Waldemar Koch (Politiker)
Waldemar Koch (* 25. September 1880 in Harzburg; † 15. Mai 1963 in Berlin) war ein deutscher Wirtschaftsingenieur, Hochschullehrer und liberaler Politiker (DDP, LDP, FDP).
Leben
Der Sohn eines Schiffbauingenieurs absolvierte nach Erlangung der Primareife an einem Realgymnasium in Bremerhaven zwischen 1897 und 1900 ein Volontariat bei einer Schiffsbaugesellschaft. Nach seinem Militärdienst bei der Kaiserlichen Marine[1] legte Koch 1903 das Abitur als Externer ab. Anschließend studierte er Industrielles Verwaltungswesen an der Technischen Hochschule Berlin und erlangte 1904 den Abschluss als Diplom-Ingenieur. Von 1905 bis 1907 war Koch für die Allgemeine Elektricitäts-Gesellschaft (AEG) tätig und nahm parallel dazu ein Zweitstudium der Volkswirtschaftslehre, Philosophie und Geschichte an der Friedrich-Wilhelms-Universität zu Berlin auf, an dessen Ende er 1907 mit einer Arbeit zum Thema Die Konzentrationsbewegung in der deutschen Elektroindustrie zum Dr. phil. promoviert wurde. Im Anschluss an seine mehrjährigen Studienreisen nach China, Russland und den USA legte Koch eine zweite Dissertation unter dem Titel Die Industrialisierung Chinas vor, mit der er 1910 zusätzlich den Grad eines Dr.-Ing. erlangte.

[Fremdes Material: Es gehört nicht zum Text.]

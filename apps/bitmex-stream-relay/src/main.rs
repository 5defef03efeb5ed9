//! BitMEX Stream Relay Binary
//!
//! Starts the trade fan-out relay.
//!
//! # Usage
//!
//! ```bash
//! cargo run --bin bitmex-stream-relay
//! ```
//!
//! # Environment Variables
//!
//! - `BITMEX_ENV`: testnet | mainnet (default: testnet)
//! - `BITMEX_WS_URL`: Realtime WebSocket endpoint override
//! - `BITMEX_REST_URL`: REST base URL override
//! - `RELAY_API_PORT`: Subscription API port (default: 8080)
//! - `RELAY_HEALTH_PORT`: Health check HTTP port (default: 8082)
//! - `RELAY_*`: Heartbeat, reconnect and queue tuning
//! - `OTEL_ENABLED`: Enable OpenTelemetry (default: true)
//! - `OTEL_EXPORTER_OTLP_ENDPOINT`: OTLP endpoint (default: <http://localhost:4317>)
//! - `RUST_LOG`: Log level (default: info)

use std::sync::Arc;
use std::time::Duration;

use anyhow::{Context, bail};
use bitmex_stream_relay::application::ports::SubscriberRepository;
use bitmex_stream_relay::application::services::{
    FanoutRouter, SubscriptionService, SymbolRegistry,
};
use bitmex_stream_relay::domain::connection::ConnectionRegistry;
use bitmex_stream_relay::domain::subscription::SubscriptionIndex;
use bitmex_stream_relay::domain::symbols::SymbolSet;
use bitmex_stream_relay::infrastructure::api::{ApiServer, ApiState, BearerTokenIdentity};
use bitmex_stream_relay::infrastructure::bitmex::{
    FeedClient, FeedClientConfig, FeedHandle, FeedState, HttpCatalog,
};
use bitmex_stream_relay::infrastructure::health::{HealthServer, HealthServerState};
use bitmex_stream_relay::infrastructure::persistence::InMemorySubscriberRepository;
use bitmex_stream_relay::infrastructure::telemetry;
use bitmex_stream_relay::{RelayConfig, init_metrics};
use tokio::signal;
use tokio::sync::{mpsc, oneshot};
use tokio_util::sync::CancellationToken;

/// Upper bound on waiting for the feed's unsubscribe sequence at shutdown.
const SHUTDOWN_TIMEOUT: Duration = Duration::from_secs(10);

#[tokio::main]
async fn main() -> anyhow::Result<()> {
    rustls::crypto::ring::default_provider()
        .install_default()
        .map_err(|_| anyhow::anyhow!("failed to install rustls crypto provider"))?;

    load_dotenv();

    let _telemetry_guard = telemetry::init().context("failed to initialize telemetry")?;

    tracing::info!("Starting BitMEX Stream Relay");

    let _metrics_handle = init_metrics().context("failed to install Prometheus recorder")?;

    let config = RelayConfig::from_env().context("invalid configuration")?;
    log_config(&config);

    let shutdown_token = CancellationToken::new();

    // Shared containers
    let symbols = Arc::new(SymbolSet::new());
    let index = Arc::new(SubscriptionIndex::new());
    let connections = Arc::new(ConnectionRegistry::new());
    let feed_state = Arc::new(FeedState::new());

    // Feed client and its control handle
    let (feed_handle, feed_commands) = FeedHandle::channel();
    let (trades_tx, trades_rx) = mpsc::channel(config.relay.feed_channel_capacity);
    let feed_client = FeedClient::new(
        FeedClientConfig::from_config(&config),
        Arc::clone(&symbols),
        trades_tx,
        Arc::clone(&feed_state),
        shutdown_token.clone(),
    );

    // Services
    let catalog = HttpCatalog::new(config.rest_url(), config.relay.catalog_timeout)
        .context("failed to build catalog client")?;
    let registry = Arc::new(SymbolRegistry::new(
        Arc::clone(&symbols),
        Arc::clone(&index),
        Arc::new(catalog),
        Arc::new(feed_handle),
    ));
    let repository: Arc<dyn SubscriberRepository> =
        Arc::new(InMemorySubscriberRepository::with_auto_provision());
    let subscriptions = Arc::new(SubscriptionService::new(
        Arc::clone(&registry),
        Arc::clone(&index),
        Arc::clone(&repository),
    ));
    let router = FanoutRouter::new(
        Arc::clone(&registry),
        Arc::clone(&index),
        Arc::clone(&connections),
    );

    // Connect upstream; startup fails if the first connection does.
    let (ready_tx, ready_rx) = oneshot::channel();
    let feed_task = tokio::spawn(feed_client.run(feed_commands, ready_tx));

    match tokio::time::timeout(config.relay.startup_timeout, ready_rx).await {
        Ok(Ok(())) => tracing::info!("Upstream feed ready"),
        Ok(Err(_)) => {
            let reason = match feed_task.await {
                Ok(Err(e)) => e.to_string(),
                Ok(Ok(())) => "feed stopped before connecting".to_string(),
                Err(e) => e.to_string(),
            };
            bail!("failed to connect to BitMEX feed: {reason}");
        }
        Err(_) => {
            shutdown_token.cancel();
            bail!(
                "BitMEX feed not ready within {}s",
                config.relay.startup_timeout.as_secs()
            );
        }
    }

    // Initial symbol discovery and subscription replay
    if let Err(e) = registry.refresh().await {
        tracing::warn!(error = %e, "Initial symbol refresh failed; symbols will be discovered on demand");
    }
    if let Err(e) = registry.replay_persisted(repository.as_ref()).await {
        tracing::error!(error = %e, "Failed to restore persisted subscriptions");
    }

    // Dispatcher
    let dispatcher_cancel = shutdown_token.clone();
    let dispatcher = tokio::spawn(async move { router.run(trades_rx, dispatcher_cancel).await });

    // Subscription API
    let api_state = Arc::new(ApiState::new(
        subscriptions,
        Arc::clone(&connections),
        Arc::new(BearerTokenIdentity),
        config.relay.subscriber_queue_capacity,
        shutdown_token.clone(),
    ));
    let api_server = ApiServer::new(config.server.api_port, api_state, shutdown_token.clone());
    tokio::spawn(async move {
        if let Err(e) = api_server.run().await {
            tracing::error!(error = %e, "Subscription API error");
        }
    });

    // Health server
    let health_state = Arc::new(HealthServerState::new(
        env!("CARGO_PKG_VERSION").to_string(),
        Arc::clone(&feed_state),
        Arc::clone(&registry),
        Arc::clone(&index),
        Arc::clone(&connections),
    ));
    let health_server = HealthServer::new(
        config.server.health_port,
        health_state,
        shutdown_token.clone(),
    );
    tokio::spawn(async move {
        if let Err(e) = health_server.run().await {
            tracing::error!(error = %e, "Health server error");
        }
    });

    tracing::info!("Stream relay ready");

    await_shutdown(shutdown_token).await;

    match tokio::time::timeout(SHUTDOWN_TIMEOUT, feed_task).await {
        Ok(Ok(Ok(()))) => {}
        Ok(Ok(Err(e))) => tracing::error!(error = %e, "Feed client stopped with error"),
        Ok(Err(e)) => tracing::error!(error = %e, "Feed client task failed"),
        Err(_) => tracing::warn!("Feed client did not stop in time"),
    }
    if let Err(e) = dispatcher.await {
        tracing::error!(error = %e, "Dispatcher task failed");
    }

    tracing::info!("Stream relay stopped");
    Ok(())
}

/// Load .env file from current or ancestor directories.
fn load_dotenv() {
    if dotenvy::dotenv().is_err() {
        load_dotenv_from_ancestors();
    }
}

/// Log the parsed configuration.
fn log_config(config: &RelayConfig) {
    tracing::info!(
        environment = config.environment.as_str(),
        api_port = config.server.api_port,
        health_port = config.server.health_port,
        control_batch_size = config.relay.control_batch_size,
        subscriber_queue_capacity = config.relay.subscriber_queue_capacity,
        "Configuration loaded"
    );
    tracing::debug!(
        ws_url = %config.ws_url(),
        rest_url = %config.rest_url(),
        "BitMEX endpoints"
    );
}

/// Load .env file from any ancestor directory.
fn load_dotenv_from_ancestors() {
    if let Ok(cwd) = std::env::current_dir() {
        let mut dir = cwd.as_path();
        while let Some(parent) = dir.parent() {
            let env_path = parent.join(".env");
            if env_path.exists() {
                let _ = dotenvy::from_path(&env_path);
                return;
            }
            dir = parent;
        }
    }
}

/// Wait for shutdown signal (SIGTERM or SIGINT), then cancel.
async fn await_shutdown(shutdown_token: CancellationToken) {
    let ctrl_c = async {
        if let Err(e) = signal::ctrl_c().await {
            tracing::error!(error = %e, "Failed to listen for Ctrl+C");
            std::future::pending::<()>().await;
        }
    };

    #[cfg(unix)]
    let terminate = async {
        match signal::unix::signal(signal::unix::SignalKind::terminate()) {
            Ok(mut sigterm) => {
                sigterm.recv().await;
            }
            Err(e) => {
                tracing::error!(error = %e, "Failed to install SIGTERM handler");
                std::future::pending::<()>().await;
            }
        }
    };

    #[cfg(not(unix))]
    let terminate = std::future::pending::<()>();

    tokio::select! {
        () = ctrl_c => {
            tracing::info!("Received Ctrl+C, initiating shutdown");
        }
        () = terminate => {
            tracing::info!("Received SIGTERM, initiating shutdown");
        }
    }

    shutdown_token.cancel();

    tracing::info!(
        timeout_secs = SHUTDOWN_TIMEOUT.as_secs(),
        "Graceful shutdown started"
    );
}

Von 1910 bis 1914 arbeitete Koch als Direktor eines AEG-Betriebes in London. Während des Ersten Weltkrieges leistete er von 1914 bis 1915 Militärdienst. Danach war er bis 1918 Abteilungsleiter und dann Stellvertretender Direktor am Institut für Seeverkehr und Weltwirtschaft an der Universität Kiel. Im Jahre 1918 wurde Koch Mitglied der Deutschen Demokratischen Partei (DDP). In seiner Funktion als Vorsitzender des Bürgerausschusses von Groß-Berlin von 1918 bis 1919 unterstützte er das Freiwilligenregiment unter Oberst Wilhelm Reinhard bei der Niederschlagung des Spartakusaufstandes. In den Jahren 1919 bis 1930 arbeitete Koch in verschiedenen Industriebetrieben. 1930 habilitierte Koch sich für Betriebswirtschaftslehre an der Technischen Hochschule Berlin und arbeitete dann bis 1945 als freiberuflicher Wirtschaftsprüfer.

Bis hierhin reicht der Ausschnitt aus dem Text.